Inside the school blackboards still had writing on them, displaying French grammar lessons and an exercise on square roots. One classroom had an art corner where the children had been painting flowers.

The poignancy of this scene – a once joyful and productive place now riven with fractures – motivated to everything that I can to work with the local people and supporters around the world, to get schools like this one back up and running again.

Day 6

We got up early this morning and piled in the car to drive to the city of Jacmel on the southern coast of Haiti. It was not a quick journey – the first half consisted of sitting stuck in traffic.

We were surrounded by brightly colored buses, decorated in splashes of blues, greens, oranges and reds, with funky shaped windows and paintings of celebrities, religious figures and political slogans.

We passed by the port where many aid supplies are coming into Haiti. It was guarded by armed Canadian and Sri Lankan troops. Floating just offshore was a hospital ship with an enormous red cross painted on the side.

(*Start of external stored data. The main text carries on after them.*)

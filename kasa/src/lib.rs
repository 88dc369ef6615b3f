// Copyright 2024 Logan Magee
//
// SPDX-License-Identifier: LicenseRef-Proprietary

//! A suffix array text index with pattern search, LZ77 compression, and longest common substring
//! queries.
//!
//! [`TextIndex`] owns a text together with its suffix array and LCP array. It answers existence,
//! counting, and listing queries for patterns in *O*(*m* log *n*) and rebuilds both arrays from
//! scratch whenever its text is modified.
//!
//! The same suffix array machinery drives an LZ77 compressor ([`encode()`] and [`decode()`]) and
//! a cross-text [`longest_common_substring()`] query over a generalized suffix array.
//!
//! # Examples
//!
//! Searching a text:
//!
//! ```
//! use kasa::TextIndex;
//!
//! let mut index = TextIndex::new("banana");
//! assert_eq!(index.count_occurrences(b"ana"), 2);
//!
//! index.insert(b"rama");
//! assert!(index.exists(b"anar"));
//! ```
//!
//! Compressing a file to a token stream and restoring it:
//!
//! ```no_run
//! use std::fs::{self, File};
//!
//! # fn main() -> Result<(), Box<dyn std::error::Error>> {
//! let text = fs::read("book.txt")?;
//! let mut compressed = File::create("book.kasa")?;
//!
//! kasa::compress(&text, &mut compressed)?;
//!
//! let compressed = File::open("book.kasa")?;
//! let mut restored = File::create("book-restored.txt")?;
//!
//! kasa::decompress(compressed, &mut restored)?;
//! # Ok(())
//! # }
//! ```

#[cfg(feature = "stream")]
mod compress;
#[cfg(feature = "stream")]
mod decompress;
#[cfg(feature = "stream")]
mod header;
mod index;
mod lcs;
mod lz;

#[cfg(feature = "stream")]
pub use compress::{StreamConfig, compress, write_tokens, write_tokens_with_config};
#[cfg(feature = "stream")]
pub use decompress::{StreamError, TokenReader, decompress, read_tokens};
pub use index::TextIndex;
pub use lcs::{
    DEFAULT_SEPARATOR, LcsError, longest_common_substring, longest_common_substring_with_separator,
};
pub use lz::{Encoder, Token, decode, encode};
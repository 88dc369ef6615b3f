// Copyright 2023 Logan Magee
//
// SPDX-License-Identifier: LicenseRef-Proprietary

use std::ops::Range;

use crate::{doubling, kasai, search};

/// A suffix array for a borrowed byte string.
///
/// This is the lightweight form for short-lived indices over data the caller already owns, such as
/// a text being compressed or a concatenation built for a single query.
#[derive(Clone, Debug)]
pub struct SuffixArray<'a> {
    data: &'a [u8],
    inner: Vec<u32>,
}

impl<'a> SuffixArray<'a> {
    /// Creates a new `SuffixArray` for `data`.
    ///
    /// This operation is *O*(*n* log *n*).
    ///
    /// # Panics
    ///
    /// Panics if `data.len() > u32::MAX`.
    ///
    /// # Examples
    ///
    /// ```
    /// use sufsort::SuffixArray;
    ///
    /// let data = b"Hello, world!";
    /// let sa = SuffixArray::new(data);
    /// ```
    #[must_use]
    pub fn new(data: &'a [u8]) -> Self {
        let inner = doubling::doubling(data);

        Self { data, inner }
    }

    /// Returns the data this suffix array was built over.
    #[must_use]
    pub fn data(&self) -> &'a [u8] {
        self.data
    }

    /// Returns the suffix array itself, in rank order.
    #[must_use]
    pub fn as_slice(&self) -> &[u32] {
        &self.inner
    }

    /// Returns the number of suffixes, which is also the length of the data.
    #[must_use]
    pub fn len(&self) -> usize {
        self.inner.len()
    }

    /// Returns `true` if the data is empty.
    #[must_use]
    pub fn is_empty(&self) -> bool {
        self.inner.is_empty()
    }

    /// Computes the LCP array for this suffix array.
    ///
    /// This operation is *O*(*n*).
    #[must_use]
    pub fn lcp_array(&self) -> Vec<u32> {
        kasai::kasai(self.data, &self.inner)
    }

    /// Returns `true` if and only if `pattern` is contained in the associated data.
    ///
    /// This operation is *O*(*m* \* log(*n*)), where `m` is `pattern.len()`.
    ///
    /// # Examples
    ///
    /// ```
    /// use sufsort::SuffixArray;
    ///
    /// let data = b"Hello, world!";
    /// let sa = SuffixArray::new(data);
    /// assert!(sa.contains(b"world"));
    /// ```
    #[must_use]
    pub fn contains(&self, pattern: &[u8]) -> bool {
        !self.equal_range(pattern).is_empty()
    }

    /// Returns the number of positions at which `pattern` occurs in the associated data.
    ///
    /// This operation is *O*(*m* \* log(*n*)), where `m` is `pattern.len()`.
    #[must_use]
    pub fn count(&self, pattern: &[u8]) -> usize {
        self.equal_range(pattern).len()
    }

    /// Returns the positions at which `pattern` occurs, in suffix rank order.
    ///
    /// The positions are a sub-slice of the suffix array, so they are ordered lexicographically by
    /// the suffix starting at each one rather than numerically.
    ///
    /// # Examples
    ///
    /// ```
    /// use sufsort::SuffixArray;
    ///
    /// let sa = SuffixArray::new(b"banana");
    /// assert_eq!(sa.positions(b"ana"), &[3, 1]);
    /// ```
    #[must_use]
    pub fn positions(&self, pattern: &[u8]) -> &[u32] {
        &self.inner[self.equal_range(pattern)]
    }

    /// Returns the range of ranks whose suffixes start with `pattern`.
    ///
    /// See [`equal_range()`](crate::equal_range).
    #[must_use]
    pub fn equal_range(&self, pattern: &[u8]) -> Range<usize> {
        search::equal_range(self.data, &self.inner, pattern)
    }

    /// Returns the leftmost rank whose truncated suffix is not less than `key`.
    ///
    /// See [`lower_bound()`](crate::lower_bound).
    #[must_use]
    pub fn lower_bound(&self, key: &[u8]) -> usize {
        search::lower_bound(self.data, &self.inner, key)
    }
}
// Copyright 2024 Logan Magee
//
// SPDX-License-Identifier: LicenseRef-Proprietary

use std::{cmp, ops::Range};

/// Returns the range of ranks whose suffixes start with `pattern`.
///
/// Each suffix is truncated to `pattern.len()` bytes before it is compared, so a suffix shorter
/// than `pattern` is simply unequal to it. The range is found with two binary searches: the
/// leftmost rank whose truncated suffix is `>= pattern`, and the leftmost rank whose truncated
/// suffix is `> pattern`.
///
/// This operation is *O*(*m* \* log(*n*)), where `m` is `pattern.len()`.
///
/// # Examples
///
/// ```
/// let data = b"banana";
/// let suffix_array = sufsort::suffix_array(data);
/// let range = sufsort::equal_range(data, &suffix_array, b"ana");
///
/// assert_eq!(range, 1..3);
/// assert_eq!(&suffix_array[range], &[3, 1]);
/// ```
#[must_use]
pub fn equal_range(data: &[u8], suffix_array: &[u32], pattern: &[u8]) -> Range<usize> {
    let start = lower_bound(data, suffix_array, pattern);
    let end = start
        + suffix_array[start..]
            .partition_point(|&suffix| truncated(data, suffix, pattern.len()) <= pattern);

    start..end
}

/// Returns the leftmost rank whose suffix, truncated to `key.len()` bytes, is not less than `key`.
///
/// If `key` is itself a suffix of `data`, this is that suffix's rank.
#[must_use]
pub fn lower_bound(data: &[u8], suffix_array: &[u32], key: &[u8]) -> usize {
    suffix_array.partition_point(|&suffix| truncated(data, suffix, key.len()) < key)
}

fn truncated(data: &[u8], suffix: u32, len: usize) -> &[u8] {
    let start = suffix as usize;
    &data[start..cmp::min(start + len, data.len())]
}

#[cfg(test)]
mod tests {
    use proptest::prelude::*;

    use super::*;
    use crate::doubling::doubling;

    #[test]
    fn banana_ranges() {
        let data = b"banana";
        let suffix_array = doubling(data);

        assert_eq!(equal_range(data, &suffix_array, b"a"), 0..3);
        assert_eq!(equal_range(data, &suffix_array, b"na"), 4..6);
        assert_eq!(equal_range(data, &suffix_array, b"banana"), 3..4);
    }

    #[test]
    fn missing_pattern_is_empty() {
        let data = b"banana";
        let suffix_array = doubling(data);

        assert!(equal_range(data, &suffix_array, b"xyz").is_empty());
        assert!(equal_range(data, &suffix_array, b"bananas").is_empty());
        assert!(equal_range(data, &suffix_array, b"nab").is_empty());
    }

    #[test]
    fn empty_data() {
        assert!(equal_range(b"", &[], b"a").is_empty());
    }

    #[test]
    fn lower_bound_finds_own_rank() {
        let data = b"mississippi";
        let suffix_array = doubling(data);

        for (rank, &suffix) in suffix_array.iter().enumerate() {
            assert_eq!(lower_bound(data, &suffix_array, &data[suffix as usize..]), rank);
        }
    }

    proptest! {
        #[test]
        fn count_matches_brute_force(
            data in prop::collection::vec(0u8..3, 0..200),
            pattern in prop::collection::vec(0u8..3, 1..5),
        ) {
            let suffix_array = doubling(&data);
            let range = equal_range(&data, &suffix_array, &pattern);

            let expected = data.windows(pattern.len()).filter(|w| *w == pattern.as_slice()).count();
            prop_assert_eq!(range.len(), expected);
            for &suffix in &suffix_array[range] {
                prop_assert!(data[suffix as usize..].starts_with(&pattern));
            }
        }
    }
}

Passing through the town of Leogane, we then turned south into the mountains. Here the road became quieter as it wound through dizzying heights on twisting narrow roads. In many places these roads were partially blocked by landslides provoked by the earthquake.

High in the mountains, it was easy to see the staggering environmental degradation Haiti has suffered. In the 1950s, the rural and mountainous areas of Haiti were primarily covered with lush forestland. Now, most of that forest has gone, as poverty, international sanctions on fuel, and unsustainable farming have encouraged the denuding of the hillsides.

This has contributed to Haiti’s disaster-prone situation – there have been over 20 internationally recognized disasters in Haiti over the last 15 years. Mudslides, landslides and poor land management have all exacerbated the effects of hurricanes, flooding and the recent earthquake.

That said, the scale of the earthquake’s destruction is not as visible in the rural areas as there were fewer buildings to fall down.

I also suspect that the small wooden houses were less susceptible to tremors than a large concrete building.

This, however, raises the question of whether aid agencies will focus their money on reconstruction or development. Reconstruction operates on kind of an insurance model – it is about rebuilding what existed previously but was destroyed. This favors people who had infrastructure prior to the disaster but lost it.

In contrast, development is about creating something new, raising up those who had little or nothing before.

In running an aid program, these two approaches can sometimes lie in tension. Is it more important to build a new school, for people who have never had access to one, or rebuild ones that have fallen down?

Outreach International will try to balance these two concerns as it works with local people to rebuild what was lost, but also look toward a more sustainable, equitable and prosperous future in Haiti.